*** Opening of SOURCE DATA ***

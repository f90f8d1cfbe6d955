//! Configuration error types for loading and parsing TOML config files.

use std::path::PathBuf;
use thiserror::Error;

/// Everything that can go wrong between `config.toml` and a validated [`Config`](super::schema::Config).
#[derive(Error, Debug)]
pub enum ConfigError {
    /// Failed to read the configuration file from disk.
    #[error("Failed to read configuration file: {path}")]
    ReadError {
        /// Path to the file that could not be read.
        path: PathBuf,
        /// Underlying I/O error.
        #[source]
        source: std::io::Error,
    },

    /// The TOML content could not be parsed.
    #[error("Invalid configuration at {path}:{line}:{column}: {message}")]
    ParseError {
        /// Path to the file containing the error.
        path: PathBuf,
        /// One-based line index of the error (0 if unknown).
        line: usize,
        /// One-based column index of the error (0 if unknown).
        column: usize,
        /// Human-readable description of the parse failure.
        message: String,
    },

    /// A value parsed as TOML but is not acceptable (bad duration, zero width).
    #[error("Invalid value for {key}: {message}")]
    InvalidValue {
        /// Dotted key of the offending field, e.g. `tui.tick_rate`.
        key: String,
        /// What is wrong with it.
        message: String,
    },

    /// An explicitly requested configuration file does not exist.
    #[error("Configuration file not found: {path}")]
    NotFound {
        /// Path that was requested but does not exist.
        path: PathBuf,
    },

    /// A configuration file already exists at the target path.
    #[error("Configuration file already exists: {path}")]
    AlreadyExists {
        /// Path where the file already exists.
        path: PathBuf,
    },

    /// Failed to write a configuration file to disk.
    #[error("Failed to write configuration file: {path}")]
    WriteError {
        /// Path to the file that could not be written.
        path: PathBuf,
        /// Underlying I/O error.
        #[source]
        source: std::io::Error,
    },
}
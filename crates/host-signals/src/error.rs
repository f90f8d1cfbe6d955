//! Error types for the host-signals crate.

use thiserror::Error;

/// Errors that can occur while reading a host capability.
///
/// None of these are fatal to a caller: a missing capability simply means
/// the corresponding reading stays absent.
#[derive(Debug, Error)]
pub enum SignalError {
    /// The battery subsystem reported an error.
    #[error("Battery error: {0}")]
    Battery(String),

    /// Network request failed before a response arrived.
    #[error("Network request failed: {0}")]
    Network(String),

    /// Server answered with a non-success status.
    #[error("Location service returned HTTP {0}")]
    Http(u16),

    /// Response body could not be interpreted.
    #[error("Failed to parse response: {0}")]
    Parse(String),
}
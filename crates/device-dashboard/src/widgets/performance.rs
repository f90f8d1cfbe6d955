//! Performance widget: core count, touch points and memory pressure.

use ratatui::{style::Color, text::Line};

use super::parts::{format_bytes, gauge_line, stat_line, MemoryEstimate, UNKNOWN};
use super::{Widget, WidgetContext};
use crate::signals::SignalState;

/// Widget showing compute capacity.
pub struct PerformanceWidget;

impl PerformanceWidget {
    /// Create a new `PerformanceWidget`.
    pub fn new() -> Self {
        Self
    }
}

impl Default for PerformanceWidget {
    fn default() -> Self {
        Self::new()
    }
}

/// Registry factory.
pub fn create() -> Box<dyn Widget> {
    Box::new(PerformanceWidget::new())
}

/// Memory label and used ratio, from real readings when the host has them.
fn memory(s: &SignalState) -> (String, f64) {
    match (s.total_memory, s.used_memory) {
        (Some(total), Some(used)) if total > 0 => {
            (format_bytes(total), used as f64 / total as f64)
        }
        _ => {
            let est = MemoryEstimate::from_cores(s.hardware_concurrency);
            (format!("{}MB", est.total_mb), est.ratio())
        }
    }
}

impl Widget for PerformanceWidget {
    fn render(&self, width: u16, context: &WidgetContext) -> Vec<Line<'static>> {
        let s = context.signals;
        let cores = s
            .hardware_concurrency
            .filter(|&c| c > 0)
            .map(|c| c.to_string())
            .unwrap_or_else(|| UNKNOWN.to_string());
        let touch = s
            .max_touch_points
            .filter(|&t| t > 0)
            .map(|t| t.to_string())
            .unwrap_or_else(|| UNKNOWN.to_string());
        let (total, ratio) = memory(s);
        vec![
            stat_line(width, "CPU Cores", cores),
            stat_line(width, "Touch Points", touch),
            stat_line(width, "Memory", total),
            gauge_line(width, ratio, Color::Blue),
        ]
    }

    fn id(&self) -> &'static str {
        "performance"
    }
}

*** Close of SOURCE DATA ***

Return, from the data, each line that has the word "super" in it.

/// Everything that can go wrong between `config.toml` and a validated [`Config`](super::schema::Config).
use super::parts::{format_bytes, gauge_line, stat_line, MemoryEstimate, UNKNOWN};
use super::{Widget, WidgetContext};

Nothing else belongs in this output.